Post by Tony Bennett 05.06.10 16:38

Spin, spin, spin, spin...see highlighted passages below:

We are all in PR now

As journalism flounders, public relations continues to thrive. But
that’s good news for both sides of the divide, argues a PR academic.


It is time to admit that the two disciplines of journalism and PR are two sides of the same coin and that there is now complete freedom of movement between them. What’s more, with PR generally being better remunerated and flourishing, whereas journalism – print and broadcast – seems to be in a constant state of crisis, has public relations emerged from being seen by journalism as a poor and distant relation to taking on the role of a rich and
powerful cousin?

With the continuing growth of jobs in the PR industry – in business, politics, government and with exploding demand for PR online – more and more students who might have been attracted to journalism courses are now opting for PR degrees. Drawn to London, as the centre of European media, they arrive in increasing numbers from all over the world. At Westminster University, some 65 per cent of undergraduate PR students are foreign. In
the MA (PR) course this year, that figure is 100 per cent.

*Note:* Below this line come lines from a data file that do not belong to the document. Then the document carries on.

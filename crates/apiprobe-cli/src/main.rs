//! apiprobe CLI - synthetic contract tests from an OpenAPI document

mod logger;

use std::path::{Path, PathBuf};
use std::process::ExitCode;
use std::sync::mpsc;
use std::thread;
use std::time::Instant;

use anyhow::{Context, Result};
use clap::{Args, Parser, Subcommand, ValueEnum};

use apiprobe_core::report::{generate_schema, write_report};
use apiprobe_core::{Config, OptionalFields, ProgressEvent, RunReport, TestResult};
use apiprobe_runner::{CancelToken, effective_concurrency, run_spec};

use logger::{LogLevel, init_logger};

/// Progress events buffered before the printer starts dropping them.
const PROGRESS_BUFFER: usize = 64;

#[derive(Parser)]
#[command(name = "apiprobe")]
#[command(about = "Run synthetic contract tests against an API from its OpenAPI document")]
#[command(version)]
struct Cli {
    #[command(subcommand)]
    command: Commands,

    /// Output format
    #[arg(long, global = true, default_value = "terminal")]
    output: OutputFormat,

    /// Diagnostic log level (RUST_LOG overrides)
    #[arg(long, global = true, default_value = "warn")]
    log_level: LogLevel,
}

#[derive(Subcommand)]
enum Commands {
    /// Send one synthesized request per operation and check the responses
    Run(RunArgs),

    /// Initialize config file
    Init,

    /// Export JSON Schema for the run report
    Schema,
}

/// Flags override the config file.
#[derive(Args, Debug, Default)]
struct RunArgs {
    /// Config file (default: .apiprobe.toml)
    #[arg(long)]
    config: Option<PathBuf>,

    /// Server to test
    #[arg(long)]
    base_url: Option<String>,

    /// OpenAPI document (JSON or YAML)
    #[arg(long)]
    spec: Option<PathBuf>,

    /// Parallel requests (0 = one per core, at most 10)
    #[arg(short, long, allow_negative_numbers = true)]
    concurrency: Option<i64>,

    /// Retries after a 5xx or network failure (negative means none)
    #[arg(long, allow_negative_numbers = true)]
    retries: Option<i64>,

    /// First backoff delay in milliseconds (doubles per retry)
    #[arg(long)]
    retry_delay_ms: Option<u64>,

    /// Seed for reproducible request bodies
    #[arg(long)]
    seed: Option<u64>,

    /// Inclusion of optional body properties
    #[arg(long)]
    optional_fields: Option<OptionalFieldsArg>,

    /// Write a JSON report to this path
    #[arg(long)]
    export: Option<PathBuf>,

    /// Attach a request/response trace to every result
    #[arg(short, long)]
    verbose: bool,
}

impl RunArgs {
    fn apply(&self, cfg: &mut Config) {
        if let Some(base_url) = &self.base_url {
            cfg.base_url.clone_from(base_url);
        }
        if let Some(spec) = &self.spec {
            cfg.spec.clone_from(spec);
        }
        if let Some(concurrency) = self.concurrency {
            cfg.concurrency = concurrency;
        }
        if let Some(retries) = self.retries {
            cfg.max_retries = retries;
        }
        if let Some(delay) = self.retry_delay_ms {
            cfg.initial_delay_ms = delay;
        }
        if self.seed.is_some() {
            cfg.seed = self.seed;
        }
        if let Some(mode) = self.optional_fields {
            cfg.optional_fields = mode.into();
        }
        cfg.verbose |= self.verbose;
    }
}

#[derive(Debug, Clone, Copy, ValueEnum)]
enum OptionalFieldsArg {
    Random,
    Always,
    Never,
}

impl From<OptionalFieldsArg> for OptionalFields {
    fn from(arg: OptionalFieldsArg) -> Self {
        match arg {
            OptionalFieldsArg::Random => OptionalFields::Random,
            OptionalFieldsArg::Always => OptionalFields::Always,
            OptionalFieldsArg::Never => OptionalFields::Never,
        }
    }
}

#[derive(Clone, Copy, ValueEnum, PartialEq, Eq)]
enum OutputFormat {
    Terminal,
    Json,
    Silent,
}

fn main() -> ExitCode {
    let cli = Cli::parse();
    init_logger(cli.log_level);

    match run(cli) {
        Ok(code) => ExitCode::from(u8::try_from(code).unwrap_or(1)),
        Err(e) => {
            eprintln!("Error: {e:#}");
            ExitCode::from(3)
        }
    }
}

fn run(cli: Cli) -> Result<i32> {
    match cli.command {
        Commands::Run(args) => run_tests(&args, cli.output),

        Commands::Init => {
            let config_path = ".apiprobe.toml";
            if Path::new(config_path).exists() {
                eprintln!("{config_path} already exists");
                return Ok(1);
            }

            std::fs::write(config_path, Config::example())?;
            println!("Created {config_path}");
            println!("\nEdit the file to configure:");
            println!("  - spec: path to your OpenAPI document");
            println!("  - base_url: server to test");
            println!("  - auth: bearer token, API key, or basic credentials");
            println!("  - concurrency / max_retries: pool size and retry budget");
            Ok(0)
        }

        Commands::Schema => {
            println!("{}", generate_schema());
            Ok(0)
        }
    }
}

fn run_tests(args: &RunArgs, output: OutputFormat) -> Result<i32> {
    let mut cfg = match &args.config {
        Some(path) => Config::load(path)?,
        None => Config::load_default()?,
    };
    args.apply(&mut cfg);

    if output != OutputFormat::Silent {
        eprintln!("Config:");
        eprintln!("  spec:        {}", cfg.spec.display());
        eprintln!("  base_url:    {}", cfg.base_url);
        eprintln!("  concurrency: {}", effective_concurrency(cfg.concurrency));
        eprintln!("  retries:     {}", cfg.retry_policy().max_retries);
        eprintln!("  auth:        {}", cfg.auth.describe());
        if !cfg.headers.is_empty() {
            eprintln!("  headers:     {} configured", cfg.headers.len());
        }
        eprintln!();
    }

    // Progress lines only make sense on a terminal
    let (progress, printer) = if output == OutputFormat::Terminal {
        let (tx, rx) = mpsc::sync_channel::<ProgressEvent>(PROGRESS_BUFFER);
        let printer = thread::spawn(move || {
            for event in rx {
                eprintln!(
                    "[{}/{}] {} {} -> {}",
                    event.completed,
                    event.total,
                    event.latest.method,
                    event.latest.endpoint,
                    event.latest.status
                );
            }
        });
        (Some(tx), Some(printer))
    } else {
        (None, None)
    };

    let started = Instant::now();
    let results = run_spec(&cfg, progress, CancelToken::new())
        .with_context(|| format!("run against {}", cfg.base_url))?;
    let duration_ms = u64::try_from(started.elapsed().as_millis()).unwrap_or(u64::MAX);
    if let Some(printer) = printer {
        let _ = printer.join();
    }

    let report = RunReport::new(
        cfg.base_url.clone(),
        cfg.spec.display().to_string(),
        duration_ms,
        results,
    );
    tracing::debug!(
        total = report.summary.total,
        duration_ms,
        "run complete"
    );

    match output {
        OutputFormat::Terminal => print_terminal(&report),
        OutputFormat::Json => println!("{}", serde_json::to_string_pretty(&report)?),
        OutputFormat::Silent => {}
    }

    if let Some(path) = &args.export {
        write_report(&report, path)?;
        if output != OutputFormat::Silent {
            eprintln!("Report written: {}", path.display());
        }
    }

    Ok(exit_code(&report))
}

/// 0 when every operation passed, 1 otherwise.
fn exit_code(report: &RunReport) -> i32 {
    i32::from(!report.summary.all_passed())
}

fn print_terminal(report: &RunReport) {
    println!(
        "\n{:<8} {:<6} {:>7} {:>8}  ENDPOINT",
        "METHOD", "STATUS", "RETRIES", "TIME"
    );
    for r in &report.results {
        print_result(r);
    }

    let s = &report.summary;
    let icon = if s.all_passed() { "PASS" } else { "FAIL" };
    println!(
        "\n{icon}: {} total, {} passed, {} failed, {} errors ({}ms)",
        s.total, s.passed, s.failed, s.errors, report.duration_ms
    );
}

fn print_result(r: &TestResult) {
    println!(
        "{:<8} {:<6} {:>7} {:>6}ms  {}",
        r.method, r.status, r.retry_count, r.duration_ms, r.endpoint
    );
    if !r.passed() {
        println!("         {}", r.message);
    }
    if let Some(log) = &r.verbose_log {
        for line in log.lines() {
            println!("           {line}");
        }
    }
}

A typical undergraduate applicant is approximately 18 years old, female, and from a
Middle Eastern or former Soviet state. She has zero knowledge of, or prior interest in, the British media, the pool in which she must learn to swim if she is to win her degree, let alone become a successful practitioner. At some point early in the first semester, our student, failing to understand the nuanced persuasion of gift bags, drinks, or a day at the tennis, asks: “Why not just pay them to write our story?”

To help sort out such confusion, public relations courses on offer need journalism as their stablemate. PR students benefit from taking journalism classes, learning to report and write, and hearing from teachers who know the media’s daily routine and requirements intimately, while witnessing their continuing efforts to instill integrity. No one else has the authority – and credibility – of a tutor who has done time on the beat.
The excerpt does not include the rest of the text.